President Joseph Aoun enters 2026 committed to the state’s monopoly on the use of force. (Lebanese parliament/AFP)
The optimism that marked the start of the previous year remains the primary fuel for the current administration.
After years of paralysis, the 2025 agenda was driven by the leadership of President Joseph Aoun and the government of veteran diplomat Nawaf Salam. Their twin appointments ended the deadlock that had left Lebanon leaderless during the 2024 war.
Their administration is focused on the Aoun’s inaugural pledge of “positive neutrality.”

Aoun enters 2026 committed to the state’s monopoly on the use of force. His mandate for the year ahead is clear: “We will build a homeland and we will all be under the rule of law and the judiciary with no immunity for criminals or corrupt individuals, and no mafia, drug smuggling or money laundering.”
Despite the political transition, peace remains a delicate prospect. As 2026 begins, more than 70,000 residents of the south have yet to return home, haunted by the threat of resumed hostilities.
The central tension of the coming year remains the enforcement of the ceasefire’s key condition: disarming Hezbollah and relocating its fighters north of the Litani River.

After years of paralysis, the 2025 agenda was driven by the leadership of President Joseph Aoun and the government of veteran diplomat Nawaf Salam. (Lebanese Presidency/AFP)
The government faces a historic implementation phase. An American-drafted roadmap calls for the group’s disarmament and the removal of all illegal weapons by the end of 2025 — a deadline that has now arrived.
While a compromise was reached to hand over weapons south of the Litani, 2026 will see the much more contentious task of addressing arms elsewhere. This standoff continues to strain ties with Tehran. As Iranian officials criticize the policy, Beirut must continue to insist that Iran respect Lebanon’s sovereignty and refrain from interference.
A significant diplomatic milestone will continue to unfold in 2026. Lebanese civilian envoys are expected to continue meeting with Israeli representatives to review ceasefire implementation. These talks, involving former ambassador Simon Karam, Israeli official Yuri Resnick, and US envoy Morgan Ortagus, have emboldened negotiators to push for broader reconciliation — an idea that will remain a sensitive third rail in Lebanese politics throughout the year.
The pressure on the state is further intensified by a looming deadline: the UN Security Council has extended the mandate of UNIFIL troops only until the end of 2026, with the intention to withdraw them permanently thereafter. This gives the Lebanese Army exactly twelve months to prove it can secure the south independently.

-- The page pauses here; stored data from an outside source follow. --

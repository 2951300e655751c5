// src/processors/fcd_writer.rs
//
// Batched raw-record persistence. Buffers the records of every incoming
// update per vehicle and bulk-writes them on each trigger and at shutdown.

use crate::processors::ProcessorContext;
use crate::types::{FcdRecord, FcdUpdate};
use std::collections::HashMap;
use tracing::{error, info};

pub struct FcdWriterProcessor {
    /// Simulated nanoseconds between flushes.
    pub trigger_interval: i64,
    record_buffer: HashMap<String, Vec<FcdRecord>>,
}

impl FcdWriterProcessor {
    pub const IDENTIFIER: &'static str = "FcdWriterProcessor";

    pub fn new(trigger_interval: i64) -> Self {
        Self {
            trigger_interval,
            record_buffer: HashMap::new(),
        }
    }

    pub fn handle_update(&mut self, vehicle_id: &str, update: &FcdUpdate) {
        self.record_buffer
            .entry(vehicle_id.to_string())
            .or_default()
            .extend(update.records.values().cloned());
    }

    pub fn trigger(&mut self, _event_time: i64, ctx: &mut ProcessorContext<'_>) {
        info!(
            "persisting FCD records of {} vehicles",
            self.record_buffer.len()
        );
        self.persist_records(ctx);
    }

    pub fn shutdown(&mut self, _shutdown_time: i64, ctx: &mut ProcessorContext<'_>) {
        info!(
            "final persistence of FCD records of {} vehicles",
            self.record_buffer.len()
        );
        self.persist_records(ctx);
    }

    fn persist_records(&mut self, ctx: &mut ProcessorContext<'_>) {
        match ctx.store.insert_records_bulk(&self.record_buffer) {
            Ok(_) => self.record_buffer.clear(),
            // keep the buffer for the next attempt
            Err(err) => error!("record persistence failed: {}", err),
        }
    }

    pub fn buffered_vehicle_count(&self) -> usize {
        self.record_buffer.len()
    }
}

Mourners carry the coffin of top Hezbollah military chief Haytham Ali Tabatabai. (AFP)
The ripple effects of the collapse of the Assad regime will continue to dominate the 2026 outlook. With regional supply routes severed, Hezbollah’s isolation is expected to deepen. Simultaneously, the issue of Syrian refugees remains a priority; following the return of over 378,000 people last year, 2026 will see increased pressure to ease the refugee burden further.
On the domestic front, the state’s war on drugs is expected to intensify.
Having targeted major networks and traffickers like Noah Zaiter in 2025, security forces must now prove they can dismantle production sites without triggering renewed internal strife with the political patrons who once protected these militias.
The economic forecast for 2026 remains a point of contention. Economy Minister Amer Bisat is projecting 5 percent growth, citing a rebound in tourism and services.

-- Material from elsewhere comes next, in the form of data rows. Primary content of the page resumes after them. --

// src/config.rs
//
// Server configuration, loaded from YAML. Processor lists are explicit
// tagged unions: the set of processor kinds the server knows is enumerated
// here, and configuration parsing is a plain serde parse.

use crate::storage::StorageBackend;
use crate::types::SECOND_NS;
use anyhow::{Context, Result};
use serde::{Deserialize, Serialize};
use std::path::{Path, PathBuf};

#[derive(Debug, Clone, Serialize, Deserialize)]
pub struct ServerConfig {
    /// Road network description (JSON), required at startup.
    pub road_network_path: PathBuf,
    /// FCD trace to replay (JSON lines), required at startup.
    pub fcd_trace_path: PathBuf,
    /// Directory for the metric database. Defaults to the working directory.
    #[serde(default)]
    pub database_path: Option<PathBuf>,
    #[serde(default = "default_database_file_name")]
    pub database_file_name: String,
    #[serde(default)]
    pub storage_backend: StorageBackend,
    /// Keep existing tables across runs instead of truncating at startup.
    #[serde(default)]
    pub is_persistent: bool,
    /// Persist every incoming record to the records table immediately.
    #[serde(default)]
    pub store_raw_fcd: bool,
    /// How often the kernel looks for inactive vehicles, in seconds.
    #[serde(default = "default_unit_removal_interval_s")]
    pub unit_removal_interval_s: i64,
    /// Silence after which a vehicle is treated as gone, in seconds.
    #[serde(default = "default_unit_expiration_time_s")]
    pub unit_expiration_time_s: i64,
    #[serde(default)]
    pub traversal_based_processors: Vec<TraversalProcessorConfig>,
    #[serde(default)]
    pub time_based_processors: Vec<TimeProcessorConfig>,
    #[serde(default)]
    pub message_based_processors: Vec<MessageProcessorConfig>,
}

impl ServerConfig {
    pub fn load(path: impl AsRef<Path>) -> Result<Self> {
        let path = path.as_ref();
        let contents = std::fs::read_to_string(path)
            .with_context(|| format!("failed to read configuration file {}", path.display()))?;
        let mut config: ServerConfig = serde_yaml::from_str(&contents)
            .with_context(|| format!("failed to parse configuration file {}", path.display()))?;
        config.ensure_required_processors();
        Ok(config)
    }

    /// The spatio-temporal and threshold processors are required for minimal
    /// function; append them with default options when missing.
    pub fn ensure_required_processors(&mut self) {
        if !self
            .traversal_based_processors
            .iter()
            .any(|p| matches!(p, TraversalProcessorConfig::SpatioTemporal { .. }))
        {
            self.traversal_based_processors
                .push(TraversalProcessorConfig::default_spatio_temporal());
        }
        if !self
            .time_based_processors
            .iter()
            .any(|p| matches!(p, TimeProcessorConfig::Threshold { .. }))
        {
            self.time_based_processors
                .push(TimeProcessorConfig::default_threshold());
        }
    }

    pub fn database_file(&self) -> PathBuf {
        self.database_path
            .clone()
            .unwrap_or_else(|| PathBuf::from("."))
            .join(&self.database_file_name)
    }

    pub fn unit_removal_interval_ns(&self) -> i64 {
        self.unit_removal_interval_s * SECOND_NS
    }

    pub fn unit_expiration_time_ns(&self) -> i64 {
        self.unit_expiration_time_s * SECOND_NS
    }
}

// ============================================================================
// Processor configurations (tagged unions)
// ============================================================================

#[derive(Debug, Clone, Serialize, Deserialize)]
#[serde(tag = "type", rename_all = "snake_case")]
pub enum TraversalProcessorConfig {
    SpatioTemporal {
        /// Sampling distance for the spatial mean speed, in meters.
        #[serde(default = "default_spatial_chunk_m")]
        spatial_mean_speed_chunk_m: f64,
    },
}

impl TraversalProcessorConfig {
    pub fn default_spatio_temporal() -> Self {
        TraversalProcessorConfig::SpatioTemporal {
            spatial_mean_speed_chunk_m: default_spatial_chunk_m(),
        }
    }
}

#[derive(Debug, Clone, Serialize, Deserialize)]
#[serde(tag = "type", rename_all = "snake_case")]
pub enum TimeProcessorConfig {
    Threshold {
        #[serde(default = "default_trigger_interval_s")]
        trigger_interval_s: i64,
        /// Red phase estimate applied to connections with travel time spreads
        /// close to this duration, in seconds.
        #[serde(default = "default_red_light_duration_s")]
        default_red_light_duration_s: i64,
        /// Thresholds are only computed for connections with at least this
        /// many recorded traversals.
        #[serde(default = "default_min_traversals")]
        min_traversals_for_threshold: usize,
        /// Recompute the relative metric of every stored traversal whenever
        /// new thresholds are available. Can take long on large stores.
        #[serde(default)]
        recompute_all_rtsm_with_new_thresholds: bool,
    },
    FcdWriter {
        #[serde(default = "default_trigger_interval_s")]
        trigger_interval_s: i64,
    },
}

impl TimeProcessorConfig {
    pub fn default_threshold() -> Self {
        TimeProcessorConfig::Threshold {
            trigger_interval_s: default_trigger_interval_s(),
            default_red_light_duration_s: default_red_light_duration_s(),
            min_traversals_for_threshold: default_min_traversals(),
            recompute_all_rtsm_with_new_thresholds: false,
        }
    }
}

#[derive(Debug, Clone, Serialize, Deserialize)]
#[serde(tag = "type", rename_all = "snake_case")]
pub enum MessageProcessorConfig {
    TrafficStateQuery,
}

fn default_database_file_name() -> String {
    "fcd_metrics.sqlite".to_string()
}

fn default_unit_removal_interval_s() -> i64 {
    30 * 60
}

fn default_unit_expiration_time_s() -> i64 {
    60 * 60
}

fn default_spatial_chunk_m() -> f64 {
    15.0
}

fn default_trigger_interval_s() -> i64 {
    30 * 60
}

fn default_red_light_duration_s() -> i64 {
    45
}

fn default_min_traversals() -> usize {
    10
}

Lebanese army members in Alma Al-Shaab, near the border with Israel, southern Lebanon, November 28, 2025. (Reuters/File)
However, the World Bank maintains a more cautious stance, and noted economist Louis Hobeika has warned that the improvement in some sectors cannot yet be called recovery — Lebanon’s economy remains hostage to politics and security.
As 2026 begins, the bridges built over the last year remain fragile. Lebanon has reawakened to the ideas of sovereignty and reform, but as it looks ahead, it remains a nation haunted by its neighbors, its history, and its internal ruptures.